The museum is delighted to welcome ‘Sol Salin I’ to the Photography Collection, a unique salt encrusted photograph by the French artist Ilanit Illouz.

This text is an extract from the essay ‘The Memory of Landscapes’, written by Fiona Rogers (V&A Parasol Foundation Curator of Women in Photography) and published in May 2024 to accompany Illouz’s solo exhibition ‘Sel Noir’ at Gallerie Anne-Laure Buffard.
Ilanit Illouz can be seen not just as an artist, but as an archaeologist. Like an intrepid explorer, she scours the landscape in search of the hidden, using a research-driven approach that mirrors archaeological excavation. Her resulting works are even ‘fossilised’, engrained with the raw fabric of time itself – of dust, sand, salt, earth and mineral. Like an archaeologist, Illouz seeks out ancient locations: the Mediterranean, the Dead Sea and the West Bank. Lands which hold memories but are being erased over time.

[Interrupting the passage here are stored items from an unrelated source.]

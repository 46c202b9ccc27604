//! Coppersmith lattices.
//!
//! A lattice keeps its basis unscaled together with one scale factor per
//! column. A column scaled by [`Scale::Infinite`] must be zero in every
//! vector that is considered short; reduction enforces that by weighting
//! the column with an ever larger finite value.

use std::fmt;
use std::sync::Arc;

use num_traits::{One, Zero};
use smallroots_integers::{Integer, Rational};
use smallroots_lattice::DenseMatrix;
use smallroots_poly::{Monomial, PolyRing, Polynomial};

use crate::error::{Error, Result};
use crate::modulus::Modulus;
use crate::relation::Relation;

/// Per-column scale factor.
#[derive(Clone, Debug, PartialEq, Eq)]
pub enum Scale {
    /// Multiply the column by this value.
    Finite(Rational),
    /// Any nonzero entry makes the vector infinitely long.
    Infinite,
}

impl Scale {
    /// True for [`Scale::Infinite`].
    #[must_use]
    pub fn is_infinite(&self) -> bool {
        matches!(self, Self::Infinite)
    }
}

impl From<Integer> for Scale {
    fn from(s: Integer) -> Self {
        Self::Finite(Rational::from(s))
    }
}

impl From<Rational> for Scale {
    fn from(s: Rational) -> Self {
        Self::Finite(s)
    }
}

/// A basis over a list of monomial columns.
///
/// In a dual lattice (`is_primal == false`) each row holds the
/// coefficients of a polynomial over `monomials`. In a primal lattice
/// rows encode candidate roots and `monomials` names only the leading
/// columns; the remaining columns belong to relations.
#[derive(Clone)]
pub struct Lattice {
    /// The unscaled basis, one vector per row.
    pub basis: DenseMatrix<Integer>,
    /// Monomials labelling the columns.
    pub monomials: Vec<Monomial>,
    /// The ring the monomials live in.
    pub ring: Arc<PolyRing>,
    /// Modulus shared by every relation of a dual lattice.
    pub modulus: Option<Modulus>,
    /// Column scale factors; `None` means all ones.
    pub scale_factors: Option<Vec<Scale>>,
    /// Whether rows are roots (primal) or relations (dual).
    pub is_primal: bool,
}

impl Lattice {
    /// Number of basis vectors.
    #[must_use]
    pub fn rank(&self) -> usize {
        self.basis.num_rows()
    }

    /// Length of each basis vector.
    #[must_use]
    pub fn dimension(&self) -> usize {
        self.basis.num_cols()
    }

    /// The unscaled basis vector in row `i`.
    ///
    /// # Panics
    ///
    /// Panics if `i` is out of range.
    #[must_use]
    pub fn vector(&self, i: usize) -> &[Integer] {
        self.basis.row(i)
    }

    /// The same lattice over another basis, e.g. after reduction.
    #[must_use]
    pub fn with_basis(&self, basis: DenseMatrix<Integer>) -> Self {
        Self {
            basis,
            ..self.clone()
        }
    }

    /// The scaled basis vector in row `i`, or `None` if it is nonzero in an
    /// infinitely scaled column.
    #[must_use]
    pub fn scaled_vector(&self, i: usize) -> Option<Vec<Rational>> {
        let v = self.vector(i);
        let Some(scales) = &self.scale_factors else {
            return Some(v.iter().map(Rational::from).collect());
        };
        v.iter()
            .zip(scales)
            .map(|(x, s)| match s {
                Scale::Finite(s) => Some(Rational::from(x) * s),
                Scale::Infinite if x.is_zero() => Some(Rational::zero()),
                Scale::Infinite => None,
            })
            .collect()
    }

    /// The relation encoded by row `i` of a dual lattice.
    ///
    /// # Errors
    ///
    /// Returns [`Error::InvalidInput`] for a primal lattice.
    pub fn relation(&self, i: usize) -> Result<Relation> {
        if self.is_primal {
            return Err(Error::invalid("only dual lattice rows are relations"));
        }
        let terms = self
            .monomials
            .iter()
            .cloned()
            .zip(self.vector(i).iter().cloned())
            .collect();
        Ok(Relation::new(
            Polynomial::from_terms(self.ring.clone(), terms),
            self.modulus.clone(),
        ))
    }

    /// Scaled L1 norm of row `i`.
    #[must_use]
    pub fn l1_norm(&self, i: usize) -> Option<Rational> {
        let v = self.scaled_vector(i)?;
        Some(v.iter().fold(Rational::zero(), |acc, x| acc + x.abs()))
    }

    /// Scaled squared L2 norm of row `i`.
    #[must_use]
    pub fn l2_norm_squared(&self, i: usize) -> Option<Rational> {
        let v = self.scaled_vector(i)?;
        Some(v.iter().fold(Rational::zero(), |acc, x| acc + x * x))
    }

    /// Scaled infinity norm of row `i`.
    #[must_use]
    pub fn inf_norm(&self, i: usize) -> Option<Rational> {
        let v = self.scaled_vector(i)?;
        Some(v.iter().map(Rational::abs).max().unwrap_or_else(Rational::zero))
    }

    /// Least common denominator of the scaled row `i`.
    #[must_use]
    pub fn denominator(&self, i: usize) -> Option<Integer> {
        let v = self.scaled_vector(i)?;
        Some(
            v.iter()
                .fold(Integer::one(), |acc, x| acc.lcm(&x.denominator())),
        )
    }
}

impl fmt::Debug for Lattice {
    fn fmt(&self, f: &mut fmt::Formatter<'_>) -> fmt::Result {
        let kind = if self.is_primal { "Primal" } else { "Dual" };
        write!(
            f,
            "{kind} lattice of rank {} and dimension {}",
            self.rank(),
            self.dimension()
        )
    }
}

She asks: ‘How do you evoke a place whose landscape no longer bears any trace?’. Her work meditates on both personal and collective trauma, paying homage to her mother and the migratory experiences of countless others. Her abstracted political landscapes represent the sociopolitical issues of territory, borders, geography and independence. They are pointedly anonymous, simultaneously representing somewhere and nowhere, or the faint line between the personal and universal experience.
Illouz’s unique artistic process involves the delicate excavation of salt, soil, sand. It is a physical intervention which marks the land, and the artist, who leaves behind a trace of herself in the exchange. We can consider the act of ‘taking’. Of taking pictures, or something that does not belong to us, like a piece of land, a home, or someone’s rights. Many of Illouz’s destinations are the subject of historic and contemporary land conflicts, which appear crystalised onto the surface of her prints. They are places entangled in modern day battles over natural resource and the climate crisis, including the Dead Sea, whose precious salt is being unlawfully exploited and where 1000 sinkholes have appeared in the last 15 years. ‘Sinkhole’ translated into Illouz’s native French, is ‘Dolines’ – the name of this ongoing series.
Illouz’s use of salt carries a deeper meaning. It intersects with the history of trade, photography, and the Anthropocene. Salt both preserves and degrades, symbolizing the fragility of the environment and the power dynamics that shape our world. Photography’s early development, tied to the industrial and imperial age, mirrors salt’s journey across continents, influencing societies in similar ways. Salt was intrinsic to the experiments of Thomas Wedgwood (British, 1771–1805), Joseph Nicéphore Niépce (France, 1765–1833) and William Henry Fox Talbot (British, 1800–1877) who used salt solutions in early photographic processes including the ‘heliograph’ and produced the earliest known surviving photograph from nature, View from the Window at Le Gras (1826 or 1827).
Like these early pioneers, Illouz uses alchemy to create artworks with an other-worldly effect. After collecting her organic matter, she returns to her studio where a solution is applied to the surface of her photographic prints, often multiple times and over several months. There is a transformation. The result is a lunar landscape, shining with a million diamonds. A trojan horse which belies its complexity and pulls in the viewer. Illouz speaks of the catharsis of the whole ‘act’ – the walking, collecting, remembering, washing, erasing and forgetting. Her prints are an act of resistance, or an alternative archive of history. New life growing from roots of the past.